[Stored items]
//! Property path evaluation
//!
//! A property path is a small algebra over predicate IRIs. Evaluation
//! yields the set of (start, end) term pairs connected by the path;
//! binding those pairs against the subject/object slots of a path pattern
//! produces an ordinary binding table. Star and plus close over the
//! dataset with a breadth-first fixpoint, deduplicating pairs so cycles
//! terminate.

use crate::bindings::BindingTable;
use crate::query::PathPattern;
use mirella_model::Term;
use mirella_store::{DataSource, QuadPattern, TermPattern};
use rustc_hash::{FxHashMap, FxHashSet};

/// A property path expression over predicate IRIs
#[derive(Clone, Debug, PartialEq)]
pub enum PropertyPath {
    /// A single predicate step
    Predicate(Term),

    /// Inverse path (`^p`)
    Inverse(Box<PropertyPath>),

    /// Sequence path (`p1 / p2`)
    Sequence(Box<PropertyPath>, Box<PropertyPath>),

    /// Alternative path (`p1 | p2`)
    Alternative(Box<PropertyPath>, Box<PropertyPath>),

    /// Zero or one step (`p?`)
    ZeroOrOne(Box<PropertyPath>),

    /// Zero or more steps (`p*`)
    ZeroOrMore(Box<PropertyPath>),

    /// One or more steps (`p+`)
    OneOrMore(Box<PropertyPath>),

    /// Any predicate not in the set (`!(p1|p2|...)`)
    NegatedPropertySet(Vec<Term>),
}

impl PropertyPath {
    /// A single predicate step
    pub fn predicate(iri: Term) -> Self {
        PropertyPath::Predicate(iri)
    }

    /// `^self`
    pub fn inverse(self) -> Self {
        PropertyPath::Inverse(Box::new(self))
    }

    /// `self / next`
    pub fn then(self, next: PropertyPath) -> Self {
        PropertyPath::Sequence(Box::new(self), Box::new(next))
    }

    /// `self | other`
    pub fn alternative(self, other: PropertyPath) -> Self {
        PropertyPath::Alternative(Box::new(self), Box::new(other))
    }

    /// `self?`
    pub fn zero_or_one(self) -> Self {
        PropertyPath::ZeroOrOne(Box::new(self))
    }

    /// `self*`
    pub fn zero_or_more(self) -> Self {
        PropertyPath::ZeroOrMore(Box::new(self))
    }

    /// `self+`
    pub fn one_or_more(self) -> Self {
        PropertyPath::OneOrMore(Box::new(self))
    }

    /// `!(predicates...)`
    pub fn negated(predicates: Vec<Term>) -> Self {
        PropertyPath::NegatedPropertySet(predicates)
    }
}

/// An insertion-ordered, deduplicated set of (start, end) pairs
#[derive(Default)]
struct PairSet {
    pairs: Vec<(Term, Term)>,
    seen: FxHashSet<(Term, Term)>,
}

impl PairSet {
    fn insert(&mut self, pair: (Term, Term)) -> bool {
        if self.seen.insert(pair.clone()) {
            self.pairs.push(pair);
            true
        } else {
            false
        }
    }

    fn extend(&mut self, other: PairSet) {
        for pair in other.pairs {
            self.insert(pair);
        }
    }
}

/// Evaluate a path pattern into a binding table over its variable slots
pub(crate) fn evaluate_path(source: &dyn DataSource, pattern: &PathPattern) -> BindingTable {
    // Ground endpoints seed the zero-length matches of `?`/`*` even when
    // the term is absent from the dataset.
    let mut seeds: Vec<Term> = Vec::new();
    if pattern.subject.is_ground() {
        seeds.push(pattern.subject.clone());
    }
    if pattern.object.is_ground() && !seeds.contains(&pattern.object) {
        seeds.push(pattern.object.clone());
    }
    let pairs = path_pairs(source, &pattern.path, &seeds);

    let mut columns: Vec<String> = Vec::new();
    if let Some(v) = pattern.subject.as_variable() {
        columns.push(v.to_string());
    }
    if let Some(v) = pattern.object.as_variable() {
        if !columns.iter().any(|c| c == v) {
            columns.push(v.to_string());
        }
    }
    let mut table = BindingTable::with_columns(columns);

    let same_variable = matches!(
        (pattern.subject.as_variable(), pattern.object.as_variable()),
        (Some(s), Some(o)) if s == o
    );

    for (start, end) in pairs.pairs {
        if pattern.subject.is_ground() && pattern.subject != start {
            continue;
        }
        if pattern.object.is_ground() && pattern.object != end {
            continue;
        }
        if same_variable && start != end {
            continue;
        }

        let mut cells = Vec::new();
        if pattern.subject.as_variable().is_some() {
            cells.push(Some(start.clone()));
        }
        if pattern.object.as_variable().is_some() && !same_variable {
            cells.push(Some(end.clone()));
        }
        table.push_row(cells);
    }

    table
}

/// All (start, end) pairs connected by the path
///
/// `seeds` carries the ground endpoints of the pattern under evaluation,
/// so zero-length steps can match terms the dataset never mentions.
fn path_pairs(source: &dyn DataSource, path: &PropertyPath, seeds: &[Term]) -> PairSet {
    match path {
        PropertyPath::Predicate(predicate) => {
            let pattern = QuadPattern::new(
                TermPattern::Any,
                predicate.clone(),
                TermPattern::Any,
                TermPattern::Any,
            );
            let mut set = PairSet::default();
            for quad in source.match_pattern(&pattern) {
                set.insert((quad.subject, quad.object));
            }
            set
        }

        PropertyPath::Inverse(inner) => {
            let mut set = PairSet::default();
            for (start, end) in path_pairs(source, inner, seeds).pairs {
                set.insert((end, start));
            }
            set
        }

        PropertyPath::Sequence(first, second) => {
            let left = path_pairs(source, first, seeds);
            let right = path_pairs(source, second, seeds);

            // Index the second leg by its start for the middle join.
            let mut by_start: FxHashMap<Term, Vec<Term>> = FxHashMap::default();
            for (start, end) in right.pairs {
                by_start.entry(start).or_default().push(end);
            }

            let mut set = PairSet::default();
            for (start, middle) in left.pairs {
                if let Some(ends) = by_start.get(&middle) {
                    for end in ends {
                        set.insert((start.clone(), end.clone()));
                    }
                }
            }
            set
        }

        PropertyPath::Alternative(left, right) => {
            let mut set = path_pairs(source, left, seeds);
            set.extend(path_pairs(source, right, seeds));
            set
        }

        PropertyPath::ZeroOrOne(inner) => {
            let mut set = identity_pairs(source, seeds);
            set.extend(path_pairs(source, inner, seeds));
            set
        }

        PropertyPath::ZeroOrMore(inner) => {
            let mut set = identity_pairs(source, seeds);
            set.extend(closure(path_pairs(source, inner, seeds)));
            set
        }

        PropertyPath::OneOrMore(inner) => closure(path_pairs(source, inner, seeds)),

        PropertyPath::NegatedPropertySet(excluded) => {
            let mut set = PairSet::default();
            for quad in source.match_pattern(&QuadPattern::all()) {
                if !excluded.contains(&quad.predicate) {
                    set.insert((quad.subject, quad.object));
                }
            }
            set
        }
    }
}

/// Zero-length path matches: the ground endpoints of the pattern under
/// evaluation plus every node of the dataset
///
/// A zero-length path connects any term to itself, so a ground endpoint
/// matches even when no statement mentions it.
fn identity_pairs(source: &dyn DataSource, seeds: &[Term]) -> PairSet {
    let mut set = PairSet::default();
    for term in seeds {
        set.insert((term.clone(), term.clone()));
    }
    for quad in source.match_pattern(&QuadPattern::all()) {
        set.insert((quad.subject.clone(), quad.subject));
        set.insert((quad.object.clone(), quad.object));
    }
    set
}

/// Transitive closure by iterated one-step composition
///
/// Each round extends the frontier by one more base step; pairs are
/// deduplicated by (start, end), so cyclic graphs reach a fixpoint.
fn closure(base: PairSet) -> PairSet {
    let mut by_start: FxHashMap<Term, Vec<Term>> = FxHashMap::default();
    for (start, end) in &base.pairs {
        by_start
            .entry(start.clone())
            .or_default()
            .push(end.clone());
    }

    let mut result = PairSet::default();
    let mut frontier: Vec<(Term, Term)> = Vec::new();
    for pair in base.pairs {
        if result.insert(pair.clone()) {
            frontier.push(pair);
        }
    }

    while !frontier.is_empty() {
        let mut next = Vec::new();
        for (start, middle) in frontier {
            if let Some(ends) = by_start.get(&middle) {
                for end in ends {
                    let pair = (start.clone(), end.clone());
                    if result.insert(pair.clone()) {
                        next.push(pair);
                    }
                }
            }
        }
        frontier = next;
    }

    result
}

...

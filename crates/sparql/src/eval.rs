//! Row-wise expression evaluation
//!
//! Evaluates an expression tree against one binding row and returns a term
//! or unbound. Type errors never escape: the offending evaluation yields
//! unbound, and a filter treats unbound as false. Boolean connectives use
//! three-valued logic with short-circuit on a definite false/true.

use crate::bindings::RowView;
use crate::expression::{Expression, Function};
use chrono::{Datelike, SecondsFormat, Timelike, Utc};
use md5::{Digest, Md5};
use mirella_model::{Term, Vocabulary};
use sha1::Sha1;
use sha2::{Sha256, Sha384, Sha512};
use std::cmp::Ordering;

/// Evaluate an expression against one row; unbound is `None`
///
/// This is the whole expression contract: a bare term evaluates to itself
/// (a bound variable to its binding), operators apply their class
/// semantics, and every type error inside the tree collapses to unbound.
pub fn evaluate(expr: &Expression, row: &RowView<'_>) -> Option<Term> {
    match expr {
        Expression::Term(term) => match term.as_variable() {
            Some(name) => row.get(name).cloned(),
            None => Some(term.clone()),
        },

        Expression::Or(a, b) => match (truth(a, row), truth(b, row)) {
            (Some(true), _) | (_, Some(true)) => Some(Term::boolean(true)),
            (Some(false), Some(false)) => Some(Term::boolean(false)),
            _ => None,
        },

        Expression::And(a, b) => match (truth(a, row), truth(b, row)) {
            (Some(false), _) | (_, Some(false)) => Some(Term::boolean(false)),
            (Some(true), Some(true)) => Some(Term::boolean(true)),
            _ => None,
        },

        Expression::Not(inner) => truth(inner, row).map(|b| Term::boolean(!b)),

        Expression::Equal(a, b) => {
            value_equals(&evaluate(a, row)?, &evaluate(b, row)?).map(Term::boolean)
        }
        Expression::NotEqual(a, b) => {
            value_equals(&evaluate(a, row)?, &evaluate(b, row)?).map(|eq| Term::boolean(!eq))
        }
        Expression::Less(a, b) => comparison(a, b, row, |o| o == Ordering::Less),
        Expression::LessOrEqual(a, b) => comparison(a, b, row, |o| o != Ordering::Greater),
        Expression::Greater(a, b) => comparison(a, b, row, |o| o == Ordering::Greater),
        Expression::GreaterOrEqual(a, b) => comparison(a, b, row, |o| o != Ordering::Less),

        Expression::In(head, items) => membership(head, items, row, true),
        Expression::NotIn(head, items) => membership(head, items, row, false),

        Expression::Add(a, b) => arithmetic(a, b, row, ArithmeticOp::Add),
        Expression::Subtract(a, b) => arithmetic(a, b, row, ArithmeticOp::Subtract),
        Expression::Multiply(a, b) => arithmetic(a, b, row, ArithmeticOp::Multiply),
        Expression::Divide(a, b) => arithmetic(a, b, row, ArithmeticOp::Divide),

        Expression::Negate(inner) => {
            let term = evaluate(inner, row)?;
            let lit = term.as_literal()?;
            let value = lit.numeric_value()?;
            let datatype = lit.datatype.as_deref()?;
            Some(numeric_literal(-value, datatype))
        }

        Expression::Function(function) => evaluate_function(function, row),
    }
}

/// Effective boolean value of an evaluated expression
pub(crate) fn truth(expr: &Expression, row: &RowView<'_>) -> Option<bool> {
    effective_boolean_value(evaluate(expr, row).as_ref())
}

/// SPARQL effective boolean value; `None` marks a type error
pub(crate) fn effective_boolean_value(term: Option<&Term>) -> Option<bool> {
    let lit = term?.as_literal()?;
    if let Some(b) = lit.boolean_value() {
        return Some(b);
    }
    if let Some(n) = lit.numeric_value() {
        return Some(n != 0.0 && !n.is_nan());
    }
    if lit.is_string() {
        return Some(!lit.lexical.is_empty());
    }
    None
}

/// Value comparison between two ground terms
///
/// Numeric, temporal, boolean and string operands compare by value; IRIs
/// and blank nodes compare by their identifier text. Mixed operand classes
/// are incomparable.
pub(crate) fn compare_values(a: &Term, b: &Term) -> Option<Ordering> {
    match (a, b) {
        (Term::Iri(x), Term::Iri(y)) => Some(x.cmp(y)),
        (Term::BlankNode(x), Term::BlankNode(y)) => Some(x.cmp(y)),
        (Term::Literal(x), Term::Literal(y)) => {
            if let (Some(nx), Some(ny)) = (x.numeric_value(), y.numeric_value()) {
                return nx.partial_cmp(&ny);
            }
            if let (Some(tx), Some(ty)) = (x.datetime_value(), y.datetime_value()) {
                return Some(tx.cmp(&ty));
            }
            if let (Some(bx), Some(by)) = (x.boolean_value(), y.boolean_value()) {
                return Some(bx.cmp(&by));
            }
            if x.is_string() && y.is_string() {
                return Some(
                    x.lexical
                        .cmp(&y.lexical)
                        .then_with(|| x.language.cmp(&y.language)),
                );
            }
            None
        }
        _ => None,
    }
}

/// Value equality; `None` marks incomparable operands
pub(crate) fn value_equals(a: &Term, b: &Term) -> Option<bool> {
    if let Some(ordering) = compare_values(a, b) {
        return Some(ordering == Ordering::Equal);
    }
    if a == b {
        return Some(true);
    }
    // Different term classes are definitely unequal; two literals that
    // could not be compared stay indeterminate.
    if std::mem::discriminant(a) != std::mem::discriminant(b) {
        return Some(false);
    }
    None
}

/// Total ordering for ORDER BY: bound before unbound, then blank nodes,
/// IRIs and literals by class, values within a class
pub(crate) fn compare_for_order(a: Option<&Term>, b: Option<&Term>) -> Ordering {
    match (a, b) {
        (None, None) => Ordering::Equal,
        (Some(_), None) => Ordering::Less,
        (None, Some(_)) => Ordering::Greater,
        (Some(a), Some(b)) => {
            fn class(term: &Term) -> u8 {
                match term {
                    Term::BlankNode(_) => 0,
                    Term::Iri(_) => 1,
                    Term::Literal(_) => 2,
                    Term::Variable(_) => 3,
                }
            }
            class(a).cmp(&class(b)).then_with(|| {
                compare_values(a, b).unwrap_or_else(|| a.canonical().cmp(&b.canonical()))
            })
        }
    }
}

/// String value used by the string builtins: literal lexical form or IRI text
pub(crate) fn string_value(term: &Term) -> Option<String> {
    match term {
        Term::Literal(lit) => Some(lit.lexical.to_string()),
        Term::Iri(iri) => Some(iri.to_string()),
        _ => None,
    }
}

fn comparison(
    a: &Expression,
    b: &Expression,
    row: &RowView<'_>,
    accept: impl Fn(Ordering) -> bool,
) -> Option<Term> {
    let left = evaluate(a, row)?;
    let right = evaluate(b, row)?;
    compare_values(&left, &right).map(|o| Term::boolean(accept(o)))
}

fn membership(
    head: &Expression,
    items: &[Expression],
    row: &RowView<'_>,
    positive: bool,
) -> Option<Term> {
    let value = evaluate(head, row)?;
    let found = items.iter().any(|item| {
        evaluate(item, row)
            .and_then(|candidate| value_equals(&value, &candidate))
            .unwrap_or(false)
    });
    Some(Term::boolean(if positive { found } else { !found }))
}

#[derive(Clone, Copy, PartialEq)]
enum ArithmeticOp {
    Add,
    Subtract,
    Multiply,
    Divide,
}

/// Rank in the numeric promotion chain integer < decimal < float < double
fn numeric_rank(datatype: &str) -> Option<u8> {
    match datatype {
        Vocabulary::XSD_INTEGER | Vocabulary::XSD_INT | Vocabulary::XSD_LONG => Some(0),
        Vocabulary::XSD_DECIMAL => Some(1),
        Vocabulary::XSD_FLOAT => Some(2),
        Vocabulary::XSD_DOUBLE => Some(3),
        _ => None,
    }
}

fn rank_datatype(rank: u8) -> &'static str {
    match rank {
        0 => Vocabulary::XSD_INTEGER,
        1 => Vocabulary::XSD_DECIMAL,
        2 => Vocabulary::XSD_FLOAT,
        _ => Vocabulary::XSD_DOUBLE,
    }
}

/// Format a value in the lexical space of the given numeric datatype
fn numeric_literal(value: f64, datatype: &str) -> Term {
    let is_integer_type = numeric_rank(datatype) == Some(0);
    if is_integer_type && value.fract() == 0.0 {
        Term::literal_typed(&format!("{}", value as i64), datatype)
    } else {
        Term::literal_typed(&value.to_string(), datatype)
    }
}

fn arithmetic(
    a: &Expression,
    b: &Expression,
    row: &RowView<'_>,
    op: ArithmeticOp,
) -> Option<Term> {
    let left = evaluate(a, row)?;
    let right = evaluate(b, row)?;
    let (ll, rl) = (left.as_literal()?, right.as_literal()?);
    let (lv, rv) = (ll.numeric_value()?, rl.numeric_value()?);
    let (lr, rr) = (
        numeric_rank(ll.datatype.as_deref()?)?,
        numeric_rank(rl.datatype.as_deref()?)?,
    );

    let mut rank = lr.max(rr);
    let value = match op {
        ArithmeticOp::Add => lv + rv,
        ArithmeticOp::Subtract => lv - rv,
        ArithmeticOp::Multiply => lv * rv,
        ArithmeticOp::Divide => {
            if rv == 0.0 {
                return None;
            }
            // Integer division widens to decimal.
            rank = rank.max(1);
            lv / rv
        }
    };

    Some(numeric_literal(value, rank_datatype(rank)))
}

[Task to carry out]
All lines above with the word "contains" need to be reported.

[Problem solution]
    if pattern.object.is_ground() && !seeds.contains(&pattern.object) {
                if !excluded.contains(&quad.predicate) {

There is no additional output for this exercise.